3′-Sialyllactose alleviates bone loss by regulating bone homeostasis

Abstract

Osteoporosis is a common skeletal disease that results in an increased risk of fractures. However, there is no definitive cure, warranting the development of potential therapeutic agents. 3 '-Sialyllactose (3 '-SL) in human milk regulates many biological functions. However, its effect on bone metabolism remains unknown. This study aimed to investigate the molecular mechanisms underlying the effect of 3 '-SL on bone homeostasis. Treatment of human bone marrow stromal cells (hBMSCs) with 3 '-SL enhanced osteogenic differentiation and inhibited adipogenic differentiation of hBMSCs.
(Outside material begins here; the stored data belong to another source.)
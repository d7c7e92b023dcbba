//! # djmatch-core
//!
//! Core building blocks for the djmatch dynamic b-disjoint matching engine:
//! - **Types**: edge weights, colors, vertex/arc handles
//! - **Errors**: unified error handling with `DjMatchError`
//! - **Graph**: the directed host graph with undirected-edge semantics,
//!   the mutable weight map and the dynamic delta stream
//! - **I/O**: KONECT edge-list reader
//!
//! Everything above this crate (the coloring data structure and the
//! matching algorithms) treats the graph as an oracle: arcs and vertices are
//! dense integer handles, weights live in a separate map, and weight changes
//! are delivered synchronously by the driver that owns the delta stream.

pub mod dynamic;
pub mod errors;
pub mod graph;
pub mod konect;
pub mod propmap;
pub mod types;
pub mod weights;

pub use dynamic::DynamicWeightedDiGraph;
pub use errors::{DjMatchError, Result};
pub use graph::DiGraph;
pub use propmap::FastPropertyMap;
pub use types::{AdjacentArcPair, ArcId, Color, EdgeWeight, GraphId, VertexId, UNCOLORED};
pub use weights::WeightMap;
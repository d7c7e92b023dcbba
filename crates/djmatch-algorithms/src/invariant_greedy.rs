//! The invariant-maintaining greedy batch algorithm.

use serde::Deserialize;

use djmatch_core::{ArcId, DiGraph, EdgeWeight, Result, WeightMap};
use djmatch_coloring::{
    process_maximal_queue, ApproxArcQueue, ArcQueue, ColorOpCounts, FullExts, MaxQueue,
    TimedArtifactSet,
};

use crate::base::{AlgorithmCommon, DisjointMatching, MatchingConfig};

/// Which priority queue drives the maximality loop.
#[derive(Debug, Clone, Copy, PartialEq, Eq, Default, Deserialize)]
#[serde(rename_all = "snake_case")]
pub enum QueueKind {
    /// Exact binary max-heap.
    #[default]
    Binary,
    /// Log-bucketed approximate queue; pops may be off by a factor of two.
    Bucket,
}

#[derive(Debug)]
enum Queue {
    Binary(MaxQueue),
    Bucket(ApproxArcQueue),
}

impl ArcQueue for Queue {
    fn push(&mut self, arc: ArcId, weight: EdgeWeight) {
        match self {
            Queue::Binary(q) => q.push(arc, weight),
            Queue::Bucket(q) => q.push(arc, weight),
        }
    }

    fn pop(&mut self) -> Option<(ArcId, EdgeWeight)> {
        match self {
            Queue::Binary(q) => q.pop(),
            Queue::Bucket(q) => q.pop(),
        }
    }

    fn clear(&mut self) {
        match self {
            Queue::Binary(q) => q.clear(),
            Queue::Bucket(q) => q.clear(),
        }
    }
}

/// Maintains the 1/2-approximation invariant: every uncolored arc has, for
/// every color, at least one adjacent colored arc at least as heavy.
///
/// Each event registers the arcs whose invariant may have been invalidated
/// (an increased uncolored arc; the uncolored neighborhood of a decreased
/// colored arc). `run` seeds the maximality queue with the registered
/// candidates and processes it to a fixpoint.
#[derive(Debug)]
pub struct InvariantGreedy {
    queue: Queue,
    queue_kind: QueueKind,
    arcs_to_update: TimedArtifactSet<ArcId>,
    common: AlgorithmCommon<FullExts>,
}

impl InvariantGreedy {
    pub fn new(queue_kind: QueueKind) -> Self {
        let queue = match queue_kind {
            QueueKind::Binary => Queue::Binary(MaxQueue::default()),
            QueueKind::Bucket => Queue::Bucket(ApproxArcQueue::default()),
        };
        Self {
            queue,
            queue_kind,
            arcs_to_update: TimedArtifactSet::default(),
            common: AlgorithmCommon::default(),
        }
    }
}

impl DisjointMatching for InvariantGreedy {
    fn name(&self) -> String {
        match self.queue_kind {
            QueueKind::Binary => "batch-invariant-greedy".into(),
            QueueKind::Bucket => "batch-invariant-greedy-bq".into(),
        }
    }

    fn short_name(&self) -> String {
        match self.queue_kind {
            QueueKind::Binary => "bat-inv-gr".into(),
            QueueKind::Bucket => "bat-inv-gr-bq".into(),
        }
    }

    fn configure(&mut self, config: &MatchingConfig) {
        self.common.configure(config);
    }

    fn set_num_matchings(&mut self, b: u32) {
        self.common.set_num_matchings(b);
    }

    fn init(&mut self) {
        self.common.init();
        self.queue.clear();
        self.arcs_to_update.reset();
    }

    fn reset(&mut self) {
        self.common.reset();
        self.queue.clear();
        self.arcs_to_update.reset();
    }

    fn on_weight_change(
        &mut self,
        graph: &DiGraph,
        weights: &WeightMap,
        arc: ArcId,
        old: EdgeWeight,
        new: EdgeWeight,
    ) {
        let coloring = &mut self.common.coloring;
        coloring.on_weight_change(arc, old, new);

        if old < new && !coloring.is_colored(arc) {
            self.arcs_to_update.add(arc);
        } else if old > new && coloring.is_colored(arc) {
            // The decreased arc may no longer dominate its uncolored
            // neighbors.
            for vertex in [graph.tail(arc), graph.head(arc)] {
                for a in graph.incident_arcs(vertex) {
                    if a != arc && !coloring.is_colored(a) {
                        self.arcs_to_update.add(a);
                    }
                }
            }
        }
        if new == 0 && coloring.is_colored(arc) {
            coloring.uncolor(graph, weights, arc);
        }
    }

    fn run(&mut self, graph: &DiGraph, weights: &WeightMap) {
        for &arc in self.arcs_to_update.as_slice() {
            let arc_weight = weights.get(arc);
            if arc_weight > 0 && !self.common.coloring.is_colored(arc) {
                self.queue.push(arc, arc_weight);
            }
        }
        process_maximal_queue(&mut self.queue, &mut self.common.coloring, graph, weights);
        self.arcs_to_update.next_round();
    }

    fn post_run(&mut self, graph: &DiGraph, weights: &WeightMap) -> Result<()> {
        self.common.post_run(graph, weights)
    }

    fn deliver(&self) -> EdgeWeight {
        self.common.deliver()
    }

    fn fine_counts(&self) -> ColorOpCounts {
        self.common.fine_counts()
    }

    fn coarse_counts(&self) -> ColorOpCounts {
        self.common.coarse_counts()
    }
}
RNA sequencing showed that 3 '-SL enhanced laminin subunit gamma-2 expression and promoted osteogenic differentiation via the phosphatidylinositol 3-kinase/protein kinase B signaling pathway. Furthermore, 3 '-SL inhibited the receptor activator of nuclear factor kappa B ligand-induced osteoclast differentiation of bone marrow-derived macrophages through the nuclear factor kappa B and mitogen-activated protein kinase signaling pathway, ameliorated osteoporosis in ovariectomized mice, and positively regulated bone remodeling. Our findings suggest 3 '-SL as a potential drug for osteoporosis. 3 '-Sialyllactose alleviates the progression of osteoporosis by regulating bone homeostasis and may have a therapeutic effect as an anti-osteoporosis agent.